◆ **What is required**
Give back the full listing exactly as it appears below.

◆ **Input for this task**
********************

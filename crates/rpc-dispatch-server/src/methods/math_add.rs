//! Method `math.add`: add two numbers given as named params.

use serde::Deserialize;
use serde_json::json;

use rpc_dispatch::{number_value, CallContext, HandlerResult, Params};

use crate::types::MethodDefinition;

pub const NAME: &str = "math.add";

#[derive(Debug, Deserialize)]
struct AddParams {
    #[serde(default, deserialize_with = "rpc_dispatch::null_as_default")]
    a: f64,
    #[serde(default, deserialize_with = "rpc_dispatch::null_as_default")]
    b: f64,
}

pub fn definition() -> MethodDefinition {
    MethodDefinition {
        name: NAME.to_string(),
        description: Some("Add two numbers (object params)".to_string()),
        params_schema: json!({
            "type": "object",
            "properties": {
                "a": { "type": "number", "default": 0 },
                "b": { "type": "number", "default": 0 }
            }
        }),
    }
}

pub fn execute(_ctx: &CallContext<'_>, params: Params<'_>) -> HandlerResult {
    let args: AddParams = params.decode_object("expected params object with 'a' and 'b'")?;
    Ok(json!({ "sum": number_value(args.a + args.b) }))
}
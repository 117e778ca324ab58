//! Configuration loading and resolution.
//!
//! Every setting resolves the same way: explicit CLI value, then the
//! `RPC_*` environment variable, then the built-in default.

use std::time::Duration;

use crate::types::{ServerError, ServerResult};

pub const DEFAULT_ADDR: &str = "0.0.0.0:8080";
pub const DEFAULT_PATH: &str = "/rpc";
pub const DEFAULT_MAX_BODY_BYTES: usize = 1 << 20;
pub const DEFAULT_REQUEST_TIMEOUT_SECS: u64 = 5;
pub const DEFAULT_BATCH_CONCURRENCY: usize = 1;

pub const ENV_ADDR: &str = "RPC_ADDR";
pub const ENV_PATH: &str = "RPC_PATH";
pub const ENV_MAX_BODY_BYTES: &str = "RPC_MAX_BODY_BYTES";
pub const ENV_REQUEST_TIMEOUT_SECS: &str = "RPC_REQUEST_TIMEOUT_SECS";
pub const ENV_BATCH_CONCURRENCY: &str = "RPC_BATCH_CONCURRENCY";

/// Values given on the command line; `None` falls through to env/default.
#[derive(Debug, Clone, Default)]
pub struct ConfigOverrides {
    pub addr: Option<String>,
    pub path: Option<String>,
    pub max_body_bytes: Option<usize>,
    pub request_timeout_secs: Option<u64>,
    pub batch_concurrency: Option<usize>,
    pub cors: bool,
}

/// Effective server settings.
#[derive(Debug, Clone, PartialEq, Eq)]
pub struct ServerConfig {
    pub addr: String,
    pub path: String,
    pub max_body_bytes: usize,
    pub request_timeout: Duration,
    pub batch_concurrency: usize,
    pub cors: bool,
}

impl Default for ServerConfig {
    fn default() -> Self {
        Self {
            addr: DEFAULT_ADDR.to_string(),
            path: DEFAULT_PATH.to_string(),
            max_body_bytes: DEFAULT_MAX_BODY_BYTES,
            request_timeout: Duration::from_secs(DEFAULT_REQUEST_TIMEOUT_SECS),
            batch_concurrency: DEFAULT_BATCH_CONCURRENCY,
            cors: false,
        }
    }
}

impl ServerConfig {
    /// Resolve against the process environment.
    pub fn resolve(overrides: ConfigOverrides) -> ServerResult<Self> {
        Self::resolve_with(overrides, |key| std::env::var(key).ok())
    }

    /// Resolve against an arbitrary variable source.
    pub fn resolve_with<F>(overrides: ConfigOverrides, env: F) -> ServerResult<Self>
    where
        F: Fn(&str) -> Option<String>,
    {
        let addr = overrides
            .addr
            .or_else(|| env(ENV_ADDR))
            .unwrap_or_else(|| DEFAULT_ADDR.to_string());

        let path = overrides
            .path
            .or_else(|| env(ENV_PATH))
            .unwrap_or_else(|| DEFAULT_PATH.to_string());
        if !path.starts_with('/') {
            return Err(ServerError::Config(format!(
                "endpoint path must start with '/', got \"{path}\""
            )));
        }

        let max_body_bytes = match overrides.max_body_bytes {
            Some(v) => v,
            None => parse_env(&env, ENV_MAX_BODY_BYTES)?.unwrap_or(DEFAULT_MAX_BODY_BYTES),
        };

        let timeout_secs = match overrides.request_timeout_secs {
            Some(v) => v,
            None => parse_env(&env, ENV_REQUEST_TIMEOUT_SECS)?
                .unwrap_or(DEFAULT_REQUEST_TIMEOUT_SECS),
        };

        let batch_concurrency = match overrides.batch_concurrency {
            Some(v) => v,
            None => parse_env(&env, ENV_BATCH_CONCURRENCY)?.unwrap_or(DEFAULT_BATCH_CONCURRENCY),
        };

        Ok(Self {
            addr,
            path,
            max_body_bytes,
            request_timeout: Duration::from_secs(timeout_secs),
            batch_concurrency: batch_concurrency.max(1),
            cors: overrides.cors,
        })
    }
}

fn parse_env<F, T>(env: &F, key: &str) -> ServerResult<Option<T>>
where
    F: Fn(&str) -> Option<String>,
    T: std::str::FromStr,
    T::Err: std::fmt::Display,
{
    match env(key) {
        None => Ok(None),
        Some(raw) => raw
            .trim()
            .parse()
            .map(Some)
            .map_err(|e| ServerError::Config(format!("{key}={raw:?}: {e}"))),
    }
}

********************

◆ **The completed task**
filename crates/rpc-dispatch-server/src/methods/math_add.rs
//! Method `math.add`: add two numbers given as named params.

use serde::Deserialize;
use serde_json::json;

use rpc_dispatch::{number_value, CallContext, HandlerResult, Params};

use crate::types::MethodDefinition;

pub const NAME: &str = "math.add";

#[derive(Debug, Deserialize)]
struct AddParams {
    #[serde(default, deserialize_with = "rpc_dispatch::null_as_default")]
    a: f64,
    #[serde(default, deserialize_with = "rpc_dispatch::null_as_default")]
    b: f64,
}

pub fn definition() -> MethodDefinition {
    MethodDefinition {
        name: NAME.to_string(),
        description: Some("Add two numbers (object params)".to_string()),
        params_schema: json!({
            "type": "object",
            "properties": {
                "a": { "type": "number", "default": 0 },
                "b": { "type": "number", "default": 0 }
            }
        }),
    }
}

pub fn execute(_ctx: &CallContext<'_>, params: Params<'_>) -> HandlerResult {
    let args: AddParams = params.decode_object("expected params object with 'a' and 'b'")?;
    Ok(json!({ "sum": number_value(args.a + args.b) }))
}
repository 117e778ca324ab58
//! Configuration loading and resolution.
//!
//! Every setting resolves the same way: explicit CLI value, then the
//! `RPC_*` environment variable, then the built-in default.

use std::time::Duration;

use crate::types::{ServerError, ServerResult};

pub const DEFAULT_ADDR: &str = "0.0.0.0:8080";
pub const DEFAULT_PATH: &str = "/rpc";
pub const DEFAULT_MAX_BODY_BYTES: usize = 1 << 20;
pub const DEFAULT_REQUEST_TIMEOUT_SECS: u64 = 5;
pub const DEFAULT_BATCH_CONCURRENCY: usize = 1;

pub const ENV_ADDR: &str = "RPC_ADDR";
pub const ENV_PATH: &str = "RPC_PATH";
pub const ENV_MAX_BODY_BYTES: &str = "RPC_MAX_BODY_BYTES";
pub const ENV_REQUEST_TIMEOUT_SECS: &str = "RPC_REQUEST_TIMEOUT_SECS";
pub const ENV_BATCH_CONCURRENCY: &str = "RPC_BATCH_CONCURRENCY";

/// Values given on the command line; `None` falls through to env/default.
#[derive(Debug, Clone, Default)]
pub struct ConfigOverrides {
    pub addr: Option<String>,
    pub path: Option<String>,
    pub max_body_bytes: Option<usize>,
    pub request_timeout_secs: Option<u64>,
    pub batch_concurrency: Option<usize>,
    pub cors: bool,
}

/// Effective server settings.
#[derive(Debug, Clone, PartialEq, Eq)]
pub struct ServerConfig {
    pub addr: String,
    pub path: String,
    pub max_body_bytes: usize,
    pub request_timeout: Duration,
    pub batch_concurrency: usize,
    pub cors: bool,
}

impl Default for ServerConfig {
    fn default() -> Self {
        Self {
            addr: DEFAULT_ADDR.to_string(),
            path: DEFAULT_PATH.to_string(),
            max_body_bytes: DEFAULT_MAX_BODY_BYTES,
            request_timeout: Duration::from_secs(DEFAULT_REQUEST_TIMEOUT_SECS),
            batch_concurrency: DEFAULT_BATCH_CONCURRENCY,
            cors: false,
        }
    }
}

impl ServerConfig {
    /// Resolve against the process environment.
    pub fn resolve(overrides: ConfigOverrides) -> ServerResult<Self> {
        Self::resolve_with(overrides, |key| std::env::var(key).ok())
    }

    /// Resolve against an arbitrary variable source.
    pub fn resolve_with<F>(overrides: ConfigOverrides, env: F) -> ServerResult<Self>
    where
        F: Fn(&str) -> Option<String>,
    {
        let addr = overrides
            .addr
            .or_else(|| env(ENV_ADDR))
            .unwrap_or_else(|| DEFAULT_ADDR.to_string());

        let path = overrides
            .path
            .or_else(|| env(ENV_PATH))
            .unwrap_or_else(|| DEFAULT_PATH.to_string());
        if !path.starts_with('/') {
            return Err(ServerError::Config(format!(
                "endpoint path must start with '/', got \"{path}\""
            )));
        }

        let max_body_bytes = match overrides.max_body_bytes {
            Some(v) => v,
            None => parse_env(&env, ENV_MAX_BODY_BYTES)?.unwrap_or(DEFAULT_MAX_BODY_BYTES),
        };

        let timeout_secs = match overrides.request_timeout_secs {
            Some(v) => v,
            None => parse_env(&env, ENV_REQUEST_TIMEOUT_SECS)?
                .unwrap_or(DEFAULT_REQUEST_TIMEOUT_SECS),
        };

        let batch_concurrency = match overrides.batch_concurrency {
            Some(v) => v,
            None => parse_env(&env, ENV_BATCH_CONCURRENCY)?.unwrap_or(DEFAULT_BATCH_CONCURRENCY),
        };

        Ok(Self {
            addr,
            path,
            max_body_bytes,
            request_timeout: Duration::from_secs(timeout_secs),
            batch_concurrency: batch_concurrency.max(1),
            cors: overrides.cors,
        })
    }
}

fn parse_env<F, T>(env: &F, key: &str) -> ServerResult<Option<T>>
where
    F: Fn(&str) -> Option<String>,
    T: std::str::FromStr,
    T::Err: std::fmt::Display,
{
    match env(key) {
        None => Ok(None),
        Some(raw) => raw
            .trim()
            .parse()
            .map(Some)
            .map_err(|e| ServerError::Config(format!("{key}={raw:?}: {e}"))),
    }
}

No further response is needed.